I was grateful that Ingvill had laid claim to Pretty Putin. She was obviously a hundred thousand percent fascinated by everything he said, and he guided and gestured while she nodded, smiled, and giggled. At one point she even took his arm, but he wriggled free from her grasp by pointing at a painting.
Meanwhile Peter and I followed along behind, looking around at the paintings more or less at random.
“Why haven’t you said anything about the icon yet?”
“Because I think he’s giving us the Voight-Kampff test.”
“The what test?”
“All you need to do is to act like you care about your fellow humans and say as little as possible.”
“But I do care,” he said, insulted.
“You didn’t exactly give me the impression that you cared when I was the faculty coordinator, did you? Or when you forced me to be the bad cop? You act like you care, but you don’t actually give a hoot!”
“That’s—”
“Don’t act like you have no idea what I’m talking about. We both know that you’re mostly interested in covering your own ass.”
He grinned.
“I could have helped you, you know.”
“What do you mean?” I asked.
“I mean, you don’t have to be the one who gets reassigned to the preschool-teacher education program.”
I stared him in the eye.
“If not me, then who?”
He surreptitiously nodded his head toward Ingvill, who was still trying to sneak her arm in under Pretty Putin’s.
I closed my eyes and turned my face to the ceiling.
“Fine,” I said. “If you guarantee that I won’t be transferred, I’ll do my best to clear up this icon business.”
We shook hands.
“Alea iacta est,” I said.
“Omnes mundum facimus,” Peter said.
“What does that mean?”
“We all make the world.”
We were standing in front of Rembrandt’s The Return of the Prodigal Son , and I stared at it blankly. Looking at a father who believed he had lost his child forever. At a son, who finally found himself, in a space where he could raise his arms and stretch them into the air and feel free.
We all make the world.
My eyes filled with tears, until I could no longer see the son hugging his father tightly or the father receiving the son and saying that everything was OK.
Now you know who you are.
Now you have a center.
“I have to go to the bathroom,” I told Peter.
He took me by the arm and said, “Remember what’s at stake. You can’t give in.”
I hurried through the grand rooms and down hallways that were so cold the grandmothers guarding the art had to wear coats, shawls, hats, and gloves. I didn’t pay much attention to my surroundings until I reached the bathroom and an intense ammonia smell hit my nose and eyes. Most of the other people in there had come prepared and were holding handkerchiefs over their noses and mouths, but I didn’t have anything, so I threw up into my mouth several times before I was done.

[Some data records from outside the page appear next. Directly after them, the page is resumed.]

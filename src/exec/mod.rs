//! Running the external tool as a local subprocess.
//!
//! Shared by the in-process path of the pipeline and by the sandbox runtime,
//! so both report output, exit codes, and timings the same way.

use std::collections::BTreeMap;
use std::path::PathBuf;
use std::process::Stdio;
use std::time::Instant;

use serde::{Deserialize, Serialize};
use tokio::io::AsyncWriteExt;
use tokio::process::Command;
use tokio_util::sync::CancellationToken;
use tracing::{debug, warn};

use crate::error::Result;

/// Exit code reported when the tool could not be spawned at all, as a shell
/// does for a missing command.
pub const SPAWN_FAILURE_EXIT_CODE: i32 = 127;

/// One invocation of the external tool, as shipped to a sandbox host.
#[derive(Debug, Clone, PartialEq, Eq, Serialize, Deserialize)]
#[serde(rename_all = "camelCase")]
pub struct ExecPayload {
    pub args: Vec<String>,
    pub working_dir: PathBuf,
    /// Overrides layered on top of the inherited environment.
    #[serde(default)]
    pub env: BTreeMap<String, String>,
    #[serde(default)]
    pub stdin: Option<String>,
}

/// Raw result of one invocation. Never interpreted beyond the exit code.
#[derive(Debug, Clone, Default, PartialEq, Eq, Serialize, Deserialize)]
#[serde(rename_all = "camelCase")]
pub struct ExecOutput {
    pub stdout: String,
    pub stderr: String,
    pub exit_code: i32,
    #[serde(default)]
    pub timing: Option<Timing>,
}

#[derive(Debug, Clone, Copy, Default, PartialEq, Eq, Serialize, Deserialize)]
#[serde(rename_all = "camelCase")]
pub struct Timing {
    pub spawn_ms: u64,
    pub exec_ms: u64,
}

/// Outcome of [`run_local`].
#[derive(Debug, Clone)]
pub struct LocalRun {
    pub output: ExecOutput,
    /// The run was killed through the cancellation token.
    pub cancelled: bool,
}

/// Spawn `program` with the payload's args, env and stdin, and wait for it.
///
/// A program that cannot be spawned yields [`SPAWN_FAILURE_EXIT_CODE`] with
/// the reason on stderr rather than an error. `on_spawn` receives the child's pid as soon as it exists. When `cancel`
/// fires, the child's whole process group is terminated and the (non-zero)
/// result is still collected.
pub async fn run_local<F>(
    program: &str,
    payload: &ExecPayload,
    cancel: CancellationToken,
    on_spawn: F,
) -> Result<LocalRun>
where
    F: FnOnce(u32),
{
    let mut cmd = Command::new(program);
    cmd.args(&payload.args)
        .current_dir(&payload.working_dir)
        .envs(&payload.env)
        .stdout(Stdio::piped())
        .stderr(Stdio::piped())
        .kill_on_drop(true);
    cmd.stdin(if payload.stdin.is_some() {
        Stdio::piped()
    } else {
        Stdio::null()
    });
    #[cfg(unix)]
    cmd.process_group(0);

    let spawn_start = Instant::now();
    let mut child = match cmd.spawn() {
        Ok(child) => child,
        Err(e) => {
            warn!(program, error = %e, "failed to spawn external tool");
            return Ok(LocalRun {
                output: spawn_failure(program, &e),
                cancelled: false,
            });
        }
    };
    let spawn_ms = spawn_start.elapsed().as_millis() as u64;
    let exec_start = Instant::now();

    if let Some(pid) = child.id() {
        on_spawn(pid);
    }
    let pid = child.id();

    if let (Some(input), Some(mut stdin)) = (payload.stdin.clone(), child.stdin.take()) {
        tokio::spawn(async move {
            if let Err(e) = stdin.write_all(input.as_bytes()).await {
                warn!(error = %e, "error writing to process stdin");
            }
            // Dropping stdin closes the pipe.
        });
    }

    let wait = child.wait_with_output();
    tokio::pin!(wait);

    let mut cancelled = false;
    let output = tokio::select! {
        output = &mut wait => output?,
        _ = cancel.cancelled() => {
            cancelled = true;
            if let Some(pid) = pid {
                debug!(pid, "cancelling subprocess");
                kill_process_tree(pid);
            }
            (&mut wait).await?
        }
    };

    Ok(LocalRun {
        output: ExecOutput {
            stdout: String::from_utf8_lossy(&output.stdout).into_owned(),
            stderr: String::from_utf8_lossy(&output.stderr).into_owned(),
            exit_code: exit_code(&output.status),
            timing: Some(Timing {
                spawn_ms,
                exec_ms: exec_start.elapsed().as_millis() as u64,
            }),
        },
        cancelled,
    })
}

pub fn spawn_failure(program: &str, error: &std::io::Error) -> ExecOutput {
    ExecOutput {
        stdout: String::new(),
        stderr: format!("failed to spawn {program}: {error}"),
        exit_code: SPAWN_FAILURE_EXIT_CODE,
        timing: None,
    }
}

/// Exit code, mapping death-by-signal `n` to `128 + n` like a shell does.
pub fn exit_code(status: &std::process::ExitStatus) -> i32 {
    if let Some(code) = status.code() {
        return code;
    }
    #[cfg(unix)]
    {
        use std::os::unix::process::ExitStatusExt;
        if let Some(signal) = status.signal() {
            return 128 + signal;
        }
    }
    -1
}

/// SIGTERM the process group led by `pid`, falling back to the process alone.
#[cfg(unix)]
pub fn kill_process_tree(pid: u32) {
    let pid = pid as libc::pid_t;
    let ret = unsafe { libc::kill(-pid, libc::SIGTERM) };
    if ret != 0 {
        let ret = unsafe { libc::kill(pid, libc::SIGTERM) };
        if ret != 0 {
            debug!(
                pid,
                error = %std::io::Error::last_os_error(),
                "process already gone"
            );
        }
    }
}

#[cfg(not(unix))]
pub fn kill_process_tree(_pid: u32) {
    // Unsupported outside Unix.
}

Nor did I realize that the reason for the smell was that the toilet paper couldn’t be thrown into the toilet, so I had to fish it out again using the toilet brush before depositing it in the open bin beside the toilet.

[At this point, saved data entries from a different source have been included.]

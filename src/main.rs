use std::path::PathBuf;

use clap::{Parser, Subcommand};

use gitwarden::cli;
use gitwarden::cli::run::RunOptions;
use gitwarden::logging::{init_logging, LogLevel};
use gitwarden::sandbox::HostSettings;

#[derive(Parser)]
#[command(
    name = "gitwarden",
    version,
    about = "Serialized, sandboxed git execution with credential prompting"
)]
struct Cli {
    /// Log level (overrides GITWARDEN_LOG)
    #[arg(long, global = true, value_enum)]
    log_level: Option<LogLevel>,

    #[command(subcommand)]
    command: Commands,
}

#[derive(Subcommand)]
enum Commands {
    /// Run a git command through the pipeline
    Run {
        /// Working directory (defaults to the current one)
        #[arg(long)]
        cwd: Option<PathBuf>,
        /// Answer credential prompts on this terminal
        #[arg(long)]
        prompt: bool,
        /// Mark the command as modifying the repository
        #[arg(long)]
        write: bool,
        /// Sign through the gpg wrapper and retry once on signing failure
        #[arg(long)]
        sign: bool,
        /// Skip the sandbox hosts
        #[arg(long)]
        in_process: bool,
        /// git binary to run
        #[arg(long)]
        git_path: Option<String>,
        /// Arguments passed to git
        #[arg(last = true, required = true)]
        args: Vec<String>,
    },
    /// Serve as a sandbox host over stdin/stdout
    #[command(hide = true)]
    Host {
        #[arg(long, default_value_t = 10)]
        capacity: usize,
        #[arg(long, default_value = "git")]
        git_path: String,
        #[arg(long, default_value_t = 20)]
        slow_spawn_threshold_ms: u64,
    },
    /// Askpass helper invoked by git and ssh
    #[command(hide = true)]
    Askpass {
        prompt: Option<String>,
    },
    /// git credential helper
    #[command(hide = true)]
    Credential {
        /// get, store or erase
        operation: String,
    },
    /// gpg.program wrapper that can ask for the passphrase
    #[command(hide = true, disable_help_flag = true)]
    Gpg {
        /// Arguments passed through to gpg
        #[arg(trailing_var_arg = true, allow_hyphen_values = true)]
        args: Vec<String>,
    },
}

#[tokio::main]
async fn main() -> anyhow::Result<()> {
    let cli = Cli::parse();
    init_logging(cli.log_level)?;

    match cli.command {
        Commands::Run {
            cwd,
            prompt,
            write,
            sign,
            in_process,
            git_path,
            args,
        } => {
            let code = cli::run::run_command(RunOptions {
                cwd,
                prompt,
                write,
                sign,
                in_process,
                git_path,
                args,
            })
            .await?;
            if code != 0 {
                std::process::exit(code);
            }
        }
        Commands::Host {
            capacity,
            git_path,
            slow_spawn_threshold_ms,
        } => {
            cli::host::run_host(HostSettings {
                capacity,
                git_path,
                slow_spawn_threshold_ms,
            })
            .await?;
        }
        Commands::Askpass { prompt } => cli::helper::run_askpass(prompt).await?,
        Commands::Credential { operation } => cli::helper::run_credential(&operation).await?,
        Commands::Gpg { args } => {
            let code = cli::gpg::run_gpg(args).await?;
            if code != 0 {
                std::process::exit(code);
            }
        }
    }

    Ok(())
}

When I finally made it to the sink, there was no soap, but hopefully ice water would knock out the worst of the bacteria. My reflection made me think of the gulag again and how abysmal the toilet facilities there must be. I tried to distract myself with thoughts of unicorns and fields of wildflowers and had almost managed to pull it together by the time I found my group by da Vinci’s Benois Madonna , where they were waiting in line behind a group of schoolchildren who were all trying to preserve the artwork for perpetuity on their cell phones.